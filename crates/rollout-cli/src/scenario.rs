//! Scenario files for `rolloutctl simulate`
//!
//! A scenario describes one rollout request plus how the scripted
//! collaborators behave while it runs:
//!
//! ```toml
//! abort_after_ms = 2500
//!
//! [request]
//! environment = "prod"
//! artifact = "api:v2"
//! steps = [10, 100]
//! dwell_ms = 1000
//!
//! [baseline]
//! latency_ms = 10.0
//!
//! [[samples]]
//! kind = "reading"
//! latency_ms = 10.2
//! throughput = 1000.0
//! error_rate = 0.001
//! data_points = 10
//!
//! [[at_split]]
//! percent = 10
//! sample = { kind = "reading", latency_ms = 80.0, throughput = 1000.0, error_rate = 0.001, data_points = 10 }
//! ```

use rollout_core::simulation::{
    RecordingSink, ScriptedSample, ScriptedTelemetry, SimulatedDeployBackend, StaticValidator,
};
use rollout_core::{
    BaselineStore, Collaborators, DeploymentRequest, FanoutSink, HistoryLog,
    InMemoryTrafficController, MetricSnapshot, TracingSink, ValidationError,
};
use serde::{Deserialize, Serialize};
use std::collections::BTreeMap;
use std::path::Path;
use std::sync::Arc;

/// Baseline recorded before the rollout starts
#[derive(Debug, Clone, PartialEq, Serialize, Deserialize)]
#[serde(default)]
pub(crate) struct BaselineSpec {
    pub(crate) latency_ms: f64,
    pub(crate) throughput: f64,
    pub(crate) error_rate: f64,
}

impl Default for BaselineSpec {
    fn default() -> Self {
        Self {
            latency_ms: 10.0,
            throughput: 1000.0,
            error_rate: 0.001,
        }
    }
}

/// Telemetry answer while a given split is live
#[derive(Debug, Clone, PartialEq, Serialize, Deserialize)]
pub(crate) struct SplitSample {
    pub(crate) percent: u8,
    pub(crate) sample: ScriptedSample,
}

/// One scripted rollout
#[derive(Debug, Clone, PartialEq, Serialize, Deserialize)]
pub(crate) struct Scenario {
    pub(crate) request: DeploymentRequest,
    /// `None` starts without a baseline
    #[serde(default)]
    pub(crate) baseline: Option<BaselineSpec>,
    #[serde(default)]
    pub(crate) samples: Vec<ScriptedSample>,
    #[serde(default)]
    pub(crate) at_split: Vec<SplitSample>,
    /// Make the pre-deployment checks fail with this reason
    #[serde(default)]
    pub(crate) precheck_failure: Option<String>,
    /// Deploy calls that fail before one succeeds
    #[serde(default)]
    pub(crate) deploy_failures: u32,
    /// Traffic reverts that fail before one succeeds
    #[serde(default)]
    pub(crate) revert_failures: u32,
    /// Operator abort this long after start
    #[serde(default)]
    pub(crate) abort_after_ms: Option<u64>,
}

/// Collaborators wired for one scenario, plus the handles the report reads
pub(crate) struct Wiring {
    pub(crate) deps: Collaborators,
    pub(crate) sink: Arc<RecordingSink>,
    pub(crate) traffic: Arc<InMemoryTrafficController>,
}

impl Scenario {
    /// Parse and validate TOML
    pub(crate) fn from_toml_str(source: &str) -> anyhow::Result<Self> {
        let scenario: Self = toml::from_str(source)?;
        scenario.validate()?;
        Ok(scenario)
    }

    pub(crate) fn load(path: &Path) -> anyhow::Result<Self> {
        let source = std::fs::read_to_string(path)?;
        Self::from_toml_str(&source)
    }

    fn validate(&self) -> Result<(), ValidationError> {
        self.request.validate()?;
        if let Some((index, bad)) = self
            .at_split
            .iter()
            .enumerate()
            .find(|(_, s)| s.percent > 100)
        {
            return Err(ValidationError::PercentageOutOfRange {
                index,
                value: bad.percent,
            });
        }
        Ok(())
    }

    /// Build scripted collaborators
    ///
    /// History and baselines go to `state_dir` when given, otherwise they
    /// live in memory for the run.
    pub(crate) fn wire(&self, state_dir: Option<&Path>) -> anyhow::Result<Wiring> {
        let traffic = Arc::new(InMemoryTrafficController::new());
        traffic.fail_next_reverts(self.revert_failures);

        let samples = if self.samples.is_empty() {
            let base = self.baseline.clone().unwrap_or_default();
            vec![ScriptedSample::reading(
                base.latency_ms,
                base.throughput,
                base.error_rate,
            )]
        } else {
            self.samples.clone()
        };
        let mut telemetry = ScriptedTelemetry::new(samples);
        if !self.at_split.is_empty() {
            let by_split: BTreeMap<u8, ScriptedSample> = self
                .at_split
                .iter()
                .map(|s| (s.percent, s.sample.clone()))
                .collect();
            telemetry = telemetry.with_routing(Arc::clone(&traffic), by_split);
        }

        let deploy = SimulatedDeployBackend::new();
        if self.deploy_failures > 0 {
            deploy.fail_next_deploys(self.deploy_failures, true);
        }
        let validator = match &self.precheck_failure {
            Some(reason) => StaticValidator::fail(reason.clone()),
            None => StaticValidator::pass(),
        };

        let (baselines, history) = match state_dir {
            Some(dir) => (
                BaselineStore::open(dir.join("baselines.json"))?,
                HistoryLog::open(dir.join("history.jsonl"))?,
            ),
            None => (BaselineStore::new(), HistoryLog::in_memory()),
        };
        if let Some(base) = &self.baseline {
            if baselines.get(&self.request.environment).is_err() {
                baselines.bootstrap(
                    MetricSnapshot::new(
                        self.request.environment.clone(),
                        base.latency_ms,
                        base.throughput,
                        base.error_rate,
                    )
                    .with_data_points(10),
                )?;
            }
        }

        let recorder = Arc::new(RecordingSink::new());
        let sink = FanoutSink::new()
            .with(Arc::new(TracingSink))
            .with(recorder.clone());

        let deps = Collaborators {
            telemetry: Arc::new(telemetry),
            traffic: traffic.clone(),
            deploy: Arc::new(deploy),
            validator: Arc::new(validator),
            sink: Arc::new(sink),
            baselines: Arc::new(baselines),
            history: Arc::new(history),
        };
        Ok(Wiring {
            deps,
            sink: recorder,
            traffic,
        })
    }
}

───

PROBLEM DETAILS:
Show all lines from the records above where the word "impl" occurs.

RESULT OF THE TASK:
impl Default for BaselineSpec {
impl Scenario {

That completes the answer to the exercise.